§ EXERCISE
Reproduce the records below exactly, but only between the lines holding "filename crates/gridpulse-infra/src/config.rs" and "where the raw", inclusive.

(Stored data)
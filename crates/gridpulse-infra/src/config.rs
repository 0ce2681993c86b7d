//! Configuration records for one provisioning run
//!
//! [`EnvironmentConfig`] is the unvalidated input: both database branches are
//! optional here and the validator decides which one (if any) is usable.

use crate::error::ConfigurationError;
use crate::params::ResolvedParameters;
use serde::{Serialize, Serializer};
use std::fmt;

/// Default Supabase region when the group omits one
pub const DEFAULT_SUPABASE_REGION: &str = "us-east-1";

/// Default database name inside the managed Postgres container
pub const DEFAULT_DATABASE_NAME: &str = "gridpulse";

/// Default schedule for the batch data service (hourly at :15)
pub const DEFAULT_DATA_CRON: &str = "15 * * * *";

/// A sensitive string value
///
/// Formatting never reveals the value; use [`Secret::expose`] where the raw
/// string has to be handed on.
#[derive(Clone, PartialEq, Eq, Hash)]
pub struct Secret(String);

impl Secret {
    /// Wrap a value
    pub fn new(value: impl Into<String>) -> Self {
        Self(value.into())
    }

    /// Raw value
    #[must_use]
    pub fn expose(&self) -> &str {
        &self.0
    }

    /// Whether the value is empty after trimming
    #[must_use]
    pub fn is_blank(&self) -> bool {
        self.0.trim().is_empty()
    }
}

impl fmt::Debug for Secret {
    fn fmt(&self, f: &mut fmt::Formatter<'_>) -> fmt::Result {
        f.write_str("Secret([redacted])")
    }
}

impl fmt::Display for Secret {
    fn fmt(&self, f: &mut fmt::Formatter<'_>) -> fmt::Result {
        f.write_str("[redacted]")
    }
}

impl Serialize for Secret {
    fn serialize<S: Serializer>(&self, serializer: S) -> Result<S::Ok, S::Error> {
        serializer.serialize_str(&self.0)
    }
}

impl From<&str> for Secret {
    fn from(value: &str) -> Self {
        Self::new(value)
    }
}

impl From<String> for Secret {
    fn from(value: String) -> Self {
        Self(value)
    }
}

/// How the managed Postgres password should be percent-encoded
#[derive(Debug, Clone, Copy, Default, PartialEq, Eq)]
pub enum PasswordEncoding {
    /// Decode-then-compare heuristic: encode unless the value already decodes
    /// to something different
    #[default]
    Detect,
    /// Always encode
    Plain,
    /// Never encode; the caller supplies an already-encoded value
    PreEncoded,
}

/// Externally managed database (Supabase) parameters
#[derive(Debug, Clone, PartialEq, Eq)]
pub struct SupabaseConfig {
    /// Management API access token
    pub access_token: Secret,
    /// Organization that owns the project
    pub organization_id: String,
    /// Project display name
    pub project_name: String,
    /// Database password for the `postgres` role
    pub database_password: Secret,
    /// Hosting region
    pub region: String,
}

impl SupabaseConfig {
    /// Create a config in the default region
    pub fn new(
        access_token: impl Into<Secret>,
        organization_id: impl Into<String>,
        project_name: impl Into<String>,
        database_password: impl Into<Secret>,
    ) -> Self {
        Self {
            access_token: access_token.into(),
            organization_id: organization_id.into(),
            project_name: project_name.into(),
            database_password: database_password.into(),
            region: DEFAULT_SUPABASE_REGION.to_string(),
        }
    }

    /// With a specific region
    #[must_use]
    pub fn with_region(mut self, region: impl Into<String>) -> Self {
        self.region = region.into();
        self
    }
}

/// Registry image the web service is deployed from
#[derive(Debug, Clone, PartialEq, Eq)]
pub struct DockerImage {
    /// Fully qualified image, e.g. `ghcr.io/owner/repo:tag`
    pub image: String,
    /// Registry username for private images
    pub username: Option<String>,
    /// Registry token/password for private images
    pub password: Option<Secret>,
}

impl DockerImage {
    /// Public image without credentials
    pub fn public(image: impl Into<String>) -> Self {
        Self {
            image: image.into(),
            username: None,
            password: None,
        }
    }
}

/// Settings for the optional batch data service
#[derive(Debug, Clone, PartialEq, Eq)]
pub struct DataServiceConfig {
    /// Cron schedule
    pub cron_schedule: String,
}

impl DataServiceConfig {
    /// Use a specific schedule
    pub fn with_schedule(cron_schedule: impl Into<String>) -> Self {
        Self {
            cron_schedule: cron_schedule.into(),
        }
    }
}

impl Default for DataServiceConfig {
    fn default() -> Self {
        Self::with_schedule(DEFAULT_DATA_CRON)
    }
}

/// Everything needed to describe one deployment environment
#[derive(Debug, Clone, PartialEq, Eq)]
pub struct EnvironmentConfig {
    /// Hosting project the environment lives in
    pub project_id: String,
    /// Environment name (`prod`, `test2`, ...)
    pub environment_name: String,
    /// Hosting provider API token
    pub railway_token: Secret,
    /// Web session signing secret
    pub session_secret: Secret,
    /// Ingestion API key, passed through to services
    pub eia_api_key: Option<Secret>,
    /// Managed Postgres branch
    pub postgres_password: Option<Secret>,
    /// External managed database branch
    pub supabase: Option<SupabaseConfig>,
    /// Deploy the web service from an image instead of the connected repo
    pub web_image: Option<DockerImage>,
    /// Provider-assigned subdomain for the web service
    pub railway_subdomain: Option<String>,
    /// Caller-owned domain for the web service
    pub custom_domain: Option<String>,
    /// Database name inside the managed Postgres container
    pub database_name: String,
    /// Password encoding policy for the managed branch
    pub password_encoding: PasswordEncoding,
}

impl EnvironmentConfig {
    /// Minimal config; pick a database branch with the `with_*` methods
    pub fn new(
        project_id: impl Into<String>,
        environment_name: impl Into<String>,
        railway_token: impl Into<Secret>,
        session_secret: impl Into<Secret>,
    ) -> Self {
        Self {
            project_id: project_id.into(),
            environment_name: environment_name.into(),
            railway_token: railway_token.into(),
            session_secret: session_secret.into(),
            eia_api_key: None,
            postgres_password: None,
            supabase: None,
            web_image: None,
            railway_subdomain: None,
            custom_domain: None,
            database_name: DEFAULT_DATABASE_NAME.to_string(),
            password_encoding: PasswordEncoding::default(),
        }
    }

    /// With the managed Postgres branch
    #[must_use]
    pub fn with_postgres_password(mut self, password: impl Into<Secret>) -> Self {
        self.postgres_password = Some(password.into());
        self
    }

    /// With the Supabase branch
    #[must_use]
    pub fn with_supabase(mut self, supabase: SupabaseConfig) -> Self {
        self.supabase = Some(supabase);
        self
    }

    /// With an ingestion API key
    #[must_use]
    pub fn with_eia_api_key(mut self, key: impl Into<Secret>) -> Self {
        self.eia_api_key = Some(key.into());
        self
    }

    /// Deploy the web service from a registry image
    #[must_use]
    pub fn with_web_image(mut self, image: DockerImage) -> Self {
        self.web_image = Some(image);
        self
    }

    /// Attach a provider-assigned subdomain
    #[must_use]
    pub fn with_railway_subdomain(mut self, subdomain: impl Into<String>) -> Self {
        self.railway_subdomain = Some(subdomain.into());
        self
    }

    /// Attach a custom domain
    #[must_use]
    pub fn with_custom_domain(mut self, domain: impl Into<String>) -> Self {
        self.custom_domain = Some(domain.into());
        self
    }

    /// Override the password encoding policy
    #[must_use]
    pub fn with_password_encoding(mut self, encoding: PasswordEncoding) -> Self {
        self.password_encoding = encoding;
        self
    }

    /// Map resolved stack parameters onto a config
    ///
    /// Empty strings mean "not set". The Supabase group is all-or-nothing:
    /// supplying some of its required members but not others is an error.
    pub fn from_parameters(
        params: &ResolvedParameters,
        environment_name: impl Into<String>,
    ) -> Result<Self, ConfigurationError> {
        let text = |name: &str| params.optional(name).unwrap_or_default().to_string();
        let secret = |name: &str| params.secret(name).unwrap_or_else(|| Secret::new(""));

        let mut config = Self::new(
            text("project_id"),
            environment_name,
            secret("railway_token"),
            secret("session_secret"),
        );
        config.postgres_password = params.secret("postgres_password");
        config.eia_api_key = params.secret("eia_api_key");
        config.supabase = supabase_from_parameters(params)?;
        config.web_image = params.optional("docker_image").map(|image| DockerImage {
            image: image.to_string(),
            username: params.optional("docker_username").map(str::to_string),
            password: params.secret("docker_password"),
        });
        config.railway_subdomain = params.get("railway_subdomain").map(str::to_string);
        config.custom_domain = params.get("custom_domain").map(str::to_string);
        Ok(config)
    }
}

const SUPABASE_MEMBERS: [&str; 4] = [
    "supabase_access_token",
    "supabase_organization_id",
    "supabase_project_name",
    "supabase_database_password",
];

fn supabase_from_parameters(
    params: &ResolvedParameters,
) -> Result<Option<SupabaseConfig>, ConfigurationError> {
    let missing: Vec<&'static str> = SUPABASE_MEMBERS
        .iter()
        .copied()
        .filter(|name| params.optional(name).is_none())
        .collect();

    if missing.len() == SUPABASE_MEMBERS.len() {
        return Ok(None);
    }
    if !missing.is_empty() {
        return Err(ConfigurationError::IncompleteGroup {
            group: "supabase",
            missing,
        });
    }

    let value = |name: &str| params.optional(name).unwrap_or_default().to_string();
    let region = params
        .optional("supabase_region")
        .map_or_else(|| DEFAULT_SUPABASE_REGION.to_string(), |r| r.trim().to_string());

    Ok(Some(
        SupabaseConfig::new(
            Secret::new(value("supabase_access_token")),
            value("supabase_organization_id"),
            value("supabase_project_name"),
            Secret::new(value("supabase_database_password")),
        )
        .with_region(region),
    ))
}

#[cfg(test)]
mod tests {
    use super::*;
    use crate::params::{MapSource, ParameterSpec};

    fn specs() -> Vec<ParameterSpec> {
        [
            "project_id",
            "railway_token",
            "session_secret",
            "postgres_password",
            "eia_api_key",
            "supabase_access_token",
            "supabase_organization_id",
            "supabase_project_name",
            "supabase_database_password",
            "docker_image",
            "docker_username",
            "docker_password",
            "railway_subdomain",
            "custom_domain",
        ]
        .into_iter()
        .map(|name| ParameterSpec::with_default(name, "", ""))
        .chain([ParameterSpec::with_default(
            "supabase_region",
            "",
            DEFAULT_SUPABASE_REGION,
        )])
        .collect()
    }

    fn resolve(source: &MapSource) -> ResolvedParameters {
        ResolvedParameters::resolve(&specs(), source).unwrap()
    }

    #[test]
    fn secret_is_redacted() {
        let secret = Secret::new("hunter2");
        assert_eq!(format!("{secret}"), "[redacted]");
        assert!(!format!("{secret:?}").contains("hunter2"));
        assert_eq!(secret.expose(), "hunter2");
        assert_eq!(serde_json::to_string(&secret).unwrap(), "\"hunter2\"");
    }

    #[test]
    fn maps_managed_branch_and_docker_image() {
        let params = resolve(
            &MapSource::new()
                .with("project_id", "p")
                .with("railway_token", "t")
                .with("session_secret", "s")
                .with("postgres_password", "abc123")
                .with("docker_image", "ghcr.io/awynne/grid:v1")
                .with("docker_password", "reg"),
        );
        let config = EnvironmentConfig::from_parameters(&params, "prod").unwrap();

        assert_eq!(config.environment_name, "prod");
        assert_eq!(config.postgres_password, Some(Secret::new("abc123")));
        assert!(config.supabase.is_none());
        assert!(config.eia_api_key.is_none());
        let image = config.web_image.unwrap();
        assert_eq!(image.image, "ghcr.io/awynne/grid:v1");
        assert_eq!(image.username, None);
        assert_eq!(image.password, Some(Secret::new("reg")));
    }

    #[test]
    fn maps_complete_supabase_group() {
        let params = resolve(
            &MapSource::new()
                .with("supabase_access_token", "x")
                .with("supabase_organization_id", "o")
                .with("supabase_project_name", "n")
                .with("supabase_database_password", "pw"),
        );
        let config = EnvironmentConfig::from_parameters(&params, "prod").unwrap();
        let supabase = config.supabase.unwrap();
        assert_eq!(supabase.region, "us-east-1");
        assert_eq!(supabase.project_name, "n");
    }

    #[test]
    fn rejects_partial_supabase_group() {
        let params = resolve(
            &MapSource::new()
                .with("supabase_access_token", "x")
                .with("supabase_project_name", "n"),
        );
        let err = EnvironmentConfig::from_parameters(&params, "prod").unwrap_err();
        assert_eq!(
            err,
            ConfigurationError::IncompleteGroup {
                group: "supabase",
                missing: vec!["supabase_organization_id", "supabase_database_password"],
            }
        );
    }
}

--

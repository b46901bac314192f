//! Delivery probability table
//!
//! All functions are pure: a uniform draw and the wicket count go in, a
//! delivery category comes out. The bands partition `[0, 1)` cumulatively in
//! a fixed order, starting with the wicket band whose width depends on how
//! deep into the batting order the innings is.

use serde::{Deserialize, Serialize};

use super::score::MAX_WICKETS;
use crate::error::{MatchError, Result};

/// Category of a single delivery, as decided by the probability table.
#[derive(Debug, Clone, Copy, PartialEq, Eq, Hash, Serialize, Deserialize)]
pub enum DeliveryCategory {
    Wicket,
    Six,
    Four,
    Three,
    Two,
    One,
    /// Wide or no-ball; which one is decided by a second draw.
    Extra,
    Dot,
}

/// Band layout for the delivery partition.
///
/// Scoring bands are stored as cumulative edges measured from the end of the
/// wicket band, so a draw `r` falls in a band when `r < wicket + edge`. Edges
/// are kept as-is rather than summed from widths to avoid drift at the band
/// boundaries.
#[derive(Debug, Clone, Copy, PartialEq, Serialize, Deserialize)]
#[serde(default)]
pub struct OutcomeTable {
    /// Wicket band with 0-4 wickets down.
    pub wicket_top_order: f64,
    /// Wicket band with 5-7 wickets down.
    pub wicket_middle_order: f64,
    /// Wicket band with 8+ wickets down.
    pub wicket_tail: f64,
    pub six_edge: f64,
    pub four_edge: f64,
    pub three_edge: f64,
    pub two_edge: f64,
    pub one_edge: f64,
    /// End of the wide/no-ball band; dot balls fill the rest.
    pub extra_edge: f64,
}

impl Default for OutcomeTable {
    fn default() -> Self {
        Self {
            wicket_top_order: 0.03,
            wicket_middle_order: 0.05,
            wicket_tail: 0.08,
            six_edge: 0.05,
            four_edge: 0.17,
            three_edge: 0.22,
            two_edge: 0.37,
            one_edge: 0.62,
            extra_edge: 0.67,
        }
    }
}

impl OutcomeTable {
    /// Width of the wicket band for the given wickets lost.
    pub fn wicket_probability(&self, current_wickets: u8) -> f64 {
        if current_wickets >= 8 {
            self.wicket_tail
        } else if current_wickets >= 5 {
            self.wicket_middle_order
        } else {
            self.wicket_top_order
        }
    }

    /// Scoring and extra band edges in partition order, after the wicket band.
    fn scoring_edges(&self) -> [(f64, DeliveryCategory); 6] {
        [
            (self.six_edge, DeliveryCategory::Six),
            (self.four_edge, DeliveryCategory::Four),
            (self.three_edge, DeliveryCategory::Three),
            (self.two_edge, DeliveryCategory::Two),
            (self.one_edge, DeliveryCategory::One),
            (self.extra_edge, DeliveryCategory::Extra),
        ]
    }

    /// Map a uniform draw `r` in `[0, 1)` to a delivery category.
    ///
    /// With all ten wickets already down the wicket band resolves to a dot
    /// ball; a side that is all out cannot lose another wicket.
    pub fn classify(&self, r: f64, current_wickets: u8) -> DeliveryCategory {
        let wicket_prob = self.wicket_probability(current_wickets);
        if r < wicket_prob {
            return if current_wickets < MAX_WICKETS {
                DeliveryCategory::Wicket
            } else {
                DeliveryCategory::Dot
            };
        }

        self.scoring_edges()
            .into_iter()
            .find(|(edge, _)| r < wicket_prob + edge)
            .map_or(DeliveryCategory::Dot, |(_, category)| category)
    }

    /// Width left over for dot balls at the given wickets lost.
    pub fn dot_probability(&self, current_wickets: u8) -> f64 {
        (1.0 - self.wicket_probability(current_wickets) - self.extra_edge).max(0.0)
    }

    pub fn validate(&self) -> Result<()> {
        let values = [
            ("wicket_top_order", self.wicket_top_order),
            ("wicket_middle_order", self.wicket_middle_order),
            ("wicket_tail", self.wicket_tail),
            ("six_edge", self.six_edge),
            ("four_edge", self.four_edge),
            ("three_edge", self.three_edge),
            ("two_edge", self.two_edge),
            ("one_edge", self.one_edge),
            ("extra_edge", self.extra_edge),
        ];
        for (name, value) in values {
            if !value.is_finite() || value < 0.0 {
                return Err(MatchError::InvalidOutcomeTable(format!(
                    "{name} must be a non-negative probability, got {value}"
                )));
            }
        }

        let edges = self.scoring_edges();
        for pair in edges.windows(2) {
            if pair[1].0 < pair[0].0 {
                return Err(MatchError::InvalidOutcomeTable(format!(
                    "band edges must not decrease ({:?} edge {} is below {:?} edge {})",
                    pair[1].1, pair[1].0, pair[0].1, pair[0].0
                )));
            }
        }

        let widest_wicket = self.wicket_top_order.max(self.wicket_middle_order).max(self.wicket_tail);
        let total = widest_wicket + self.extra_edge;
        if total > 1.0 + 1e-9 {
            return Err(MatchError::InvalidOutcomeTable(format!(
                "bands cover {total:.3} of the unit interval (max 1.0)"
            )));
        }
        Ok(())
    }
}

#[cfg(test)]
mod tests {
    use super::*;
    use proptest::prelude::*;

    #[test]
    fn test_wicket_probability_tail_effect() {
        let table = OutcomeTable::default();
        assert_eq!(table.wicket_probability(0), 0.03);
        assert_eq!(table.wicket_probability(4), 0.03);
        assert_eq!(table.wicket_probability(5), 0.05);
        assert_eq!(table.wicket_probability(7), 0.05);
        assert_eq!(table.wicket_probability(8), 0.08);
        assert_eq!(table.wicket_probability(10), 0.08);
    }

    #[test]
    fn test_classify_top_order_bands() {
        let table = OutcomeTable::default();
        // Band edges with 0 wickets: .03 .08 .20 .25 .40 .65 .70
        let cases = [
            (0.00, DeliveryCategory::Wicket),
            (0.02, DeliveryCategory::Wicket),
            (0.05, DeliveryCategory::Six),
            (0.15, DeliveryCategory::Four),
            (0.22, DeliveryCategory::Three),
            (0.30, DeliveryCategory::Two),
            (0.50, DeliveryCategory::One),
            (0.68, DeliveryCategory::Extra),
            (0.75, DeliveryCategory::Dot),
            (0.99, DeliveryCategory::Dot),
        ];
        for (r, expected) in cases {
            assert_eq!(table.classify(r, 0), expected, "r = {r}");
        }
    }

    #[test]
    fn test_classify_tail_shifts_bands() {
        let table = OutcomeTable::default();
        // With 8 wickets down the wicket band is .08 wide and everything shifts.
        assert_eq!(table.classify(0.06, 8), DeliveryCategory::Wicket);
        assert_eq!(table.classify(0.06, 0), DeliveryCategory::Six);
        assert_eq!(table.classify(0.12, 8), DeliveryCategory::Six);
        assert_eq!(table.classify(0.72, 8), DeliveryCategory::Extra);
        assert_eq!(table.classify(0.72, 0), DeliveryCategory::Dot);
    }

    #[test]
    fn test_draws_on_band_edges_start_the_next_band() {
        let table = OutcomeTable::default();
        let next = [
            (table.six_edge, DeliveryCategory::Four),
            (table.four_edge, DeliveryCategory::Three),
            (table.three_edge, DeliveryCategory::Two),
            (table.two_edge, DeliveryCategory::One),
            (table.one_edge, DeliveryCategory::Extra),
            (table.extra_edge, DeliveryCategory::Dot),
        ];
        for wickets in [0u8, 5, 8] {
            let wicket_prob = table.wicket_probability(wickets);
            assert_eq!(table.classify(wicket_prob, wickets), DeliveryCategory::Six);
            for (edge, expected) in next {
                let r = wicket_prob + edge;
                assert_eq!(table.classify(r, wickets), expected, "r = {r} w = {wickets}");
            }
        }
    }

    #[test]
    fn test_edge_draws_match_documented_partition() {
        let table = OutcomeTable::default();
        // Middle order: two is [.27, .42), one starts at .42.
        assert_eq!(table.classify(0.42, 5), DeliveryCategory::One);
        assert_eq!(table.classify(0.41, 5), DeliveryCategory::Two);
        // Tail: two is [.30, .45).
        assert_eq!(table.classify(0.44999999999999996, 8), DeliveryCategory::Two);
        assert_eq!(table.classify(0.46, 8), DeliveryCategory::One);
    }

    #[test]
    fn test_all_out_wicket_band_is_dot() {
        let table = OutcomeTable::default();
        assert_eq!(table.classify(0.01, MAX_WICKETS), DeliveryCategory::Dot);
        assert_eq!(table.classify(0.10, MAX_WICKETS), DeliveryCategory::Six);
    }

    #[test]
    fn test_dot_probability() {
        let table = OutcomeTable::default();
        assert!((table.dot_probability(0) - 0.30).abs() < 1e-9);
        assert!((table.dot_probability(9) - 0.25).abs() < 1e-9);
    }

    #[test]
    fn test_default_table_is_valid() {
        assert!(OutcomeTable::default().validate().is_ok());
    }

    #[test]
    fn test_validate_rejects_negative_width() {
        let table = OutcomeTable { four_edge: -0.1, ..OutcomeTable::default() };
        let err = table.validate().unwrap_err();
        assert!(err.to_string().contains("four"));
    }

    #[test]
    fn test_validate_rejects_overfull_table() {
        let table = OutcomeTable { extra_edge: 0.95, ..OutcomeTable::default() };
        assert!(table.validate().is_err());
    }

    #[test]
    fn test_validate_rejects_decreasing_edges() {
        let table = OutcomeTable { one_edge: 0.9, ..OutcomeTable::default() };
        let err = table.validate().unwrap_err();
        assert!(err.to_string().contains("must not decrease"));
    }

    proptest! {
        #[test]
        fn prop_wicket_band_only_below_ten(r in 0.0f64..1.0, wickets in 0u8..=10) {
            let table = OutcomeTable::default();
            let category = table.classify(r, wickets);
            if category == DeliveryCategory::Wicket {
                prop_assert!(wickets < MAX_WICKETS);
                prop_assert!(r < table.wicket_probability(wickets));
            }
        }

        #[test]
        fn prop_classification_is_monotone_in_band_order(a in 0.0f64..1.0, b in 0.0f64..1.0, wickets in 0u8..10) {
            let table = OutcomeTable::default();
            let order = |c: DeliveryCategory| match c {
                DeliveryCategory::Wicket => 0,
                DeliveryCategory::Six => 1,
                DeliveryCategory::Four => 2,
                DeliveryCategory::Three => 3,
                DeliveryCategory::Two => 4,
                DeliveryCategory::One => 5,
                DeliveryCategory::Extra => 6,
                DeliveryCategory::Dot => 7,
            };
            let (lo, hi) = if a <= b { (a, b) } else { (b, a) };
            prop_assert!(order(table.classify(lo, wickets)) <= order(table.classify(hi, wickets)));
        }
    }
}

--

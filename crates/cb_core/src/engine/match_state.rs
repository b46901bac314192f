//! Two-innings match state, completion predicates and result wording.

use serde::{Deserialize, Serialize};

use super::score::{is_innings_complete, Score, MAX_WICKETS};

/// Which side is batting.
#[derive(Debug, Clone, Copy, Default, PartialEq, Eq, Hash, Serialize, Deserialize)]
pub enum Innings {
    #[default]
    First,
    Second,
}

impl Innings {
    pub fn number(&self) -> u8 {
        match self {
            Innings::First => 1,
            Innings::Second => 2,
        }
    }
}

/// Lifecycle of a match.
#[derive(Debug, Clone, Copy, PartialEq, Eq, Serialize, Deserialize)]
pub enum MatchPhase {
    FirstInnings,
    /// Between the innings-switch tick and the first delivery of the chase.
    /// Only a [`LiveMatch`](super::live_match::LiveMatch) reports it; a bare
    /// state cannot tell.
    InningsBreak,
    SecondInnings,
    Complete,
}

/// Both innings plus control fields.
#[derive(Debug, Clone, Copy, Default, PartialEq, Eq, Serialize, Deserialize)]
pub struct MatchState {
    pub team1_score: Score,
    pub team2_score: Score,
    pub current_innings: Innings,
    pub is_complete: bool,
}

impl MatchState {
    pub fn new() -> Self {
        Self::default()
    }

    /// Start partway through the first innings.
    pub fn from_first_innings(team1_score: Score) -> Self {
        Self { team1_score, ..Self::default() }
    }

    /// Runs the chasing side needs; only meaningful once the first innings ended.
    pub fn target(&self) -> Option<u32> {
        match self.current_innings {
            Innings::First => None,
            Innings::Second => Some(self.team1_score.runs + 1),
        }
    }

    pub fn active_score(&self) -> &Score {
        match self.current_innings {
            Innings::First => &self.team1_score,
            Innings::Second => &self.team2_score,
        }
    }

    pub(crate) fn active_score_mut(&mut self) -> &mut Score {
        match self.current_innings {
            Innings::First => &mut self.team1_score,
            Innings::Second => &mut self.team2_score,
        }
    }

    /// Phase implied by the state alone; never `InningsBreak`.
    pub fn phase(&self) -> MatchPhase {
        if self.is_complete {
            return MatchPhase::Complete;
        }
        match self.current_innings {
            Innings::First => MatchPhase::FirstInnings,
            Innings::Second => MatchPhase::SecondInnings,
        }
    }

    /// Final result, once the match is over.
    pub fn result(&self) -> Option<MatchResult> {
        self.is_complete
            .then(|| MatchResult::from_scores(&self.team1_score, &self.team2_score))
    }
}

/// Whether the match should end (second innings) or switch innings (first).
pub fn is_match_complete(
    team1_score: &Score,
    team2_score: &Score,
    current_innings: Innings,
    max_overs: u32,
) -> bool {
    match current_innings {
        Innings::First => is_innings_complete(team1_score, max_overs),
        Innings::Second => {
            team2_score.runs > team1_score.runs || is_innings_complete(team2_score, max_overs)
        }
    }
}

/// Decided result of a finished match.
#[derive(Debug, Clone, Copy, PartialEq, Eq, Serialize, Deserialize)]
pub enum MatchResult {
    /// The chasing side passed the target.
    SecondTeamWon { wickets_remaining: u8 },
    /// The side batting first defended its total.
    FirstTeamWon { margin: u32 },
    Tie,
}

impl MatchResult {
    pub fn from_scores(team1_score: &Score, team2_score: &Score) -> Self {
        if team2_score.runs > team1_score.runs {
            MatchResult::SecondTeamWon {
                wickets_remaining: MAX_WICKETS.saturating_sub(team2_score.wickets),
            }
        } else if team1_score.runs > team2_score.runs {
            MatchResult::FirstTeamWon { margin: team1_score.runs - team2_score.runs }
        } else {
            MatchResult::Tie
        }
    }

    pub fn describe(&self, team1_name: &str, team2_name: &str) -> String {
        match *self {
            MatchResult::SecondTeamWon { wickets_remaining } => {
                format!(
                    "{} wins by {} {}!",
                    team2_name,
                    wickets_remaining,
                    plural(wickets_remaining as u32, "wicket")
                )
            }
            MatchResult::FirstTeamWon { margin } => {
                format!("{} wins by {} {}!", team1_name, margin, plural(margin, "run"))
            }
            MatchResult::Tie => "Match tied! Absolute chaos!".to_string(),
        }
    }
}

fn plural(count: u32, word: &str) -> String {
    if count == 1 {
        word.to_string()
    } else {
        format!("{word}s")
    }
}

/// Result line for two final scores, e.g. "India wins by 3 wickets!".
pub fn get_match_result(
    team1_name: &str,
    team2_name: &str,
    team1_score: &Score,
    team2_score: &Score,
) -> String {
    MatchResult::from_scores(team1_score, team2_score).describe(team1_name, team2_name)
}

§ ANSWER FOR THIS EXERCISE
filename crates/gridpulse-infra/src/config.rs
repository 0ce2681993c86b7d
//! Configuration records for one provisioning run
//!
//! [`EnvironmentConfig`] is the unvalidated input: both database branches are
//! optional here and the validator decides which one (if any) is usable.

use crate::error::ConfigurationError;
use crate::params::ResolvedParameters;
use serde::{Serialize, Serializer};
use std::fmt;

/// Default Supabase region when the group omits one
pub const DEFAULT_SUPABASE_REGION: &str = "us-east-1";

/// Default database name inside the managed Postgres container
pub const DEFAULT_DATABASE_NAME: &str = "gridpulse";

/// Default schedule for the batch data service (hourly at :15)
pub const DEFAULT_DATA_CRON: &str = "15 * * * *";

/// A sensitive string value
///
/// Formatting never reveals the value; use [`Secret::expose`] where the raw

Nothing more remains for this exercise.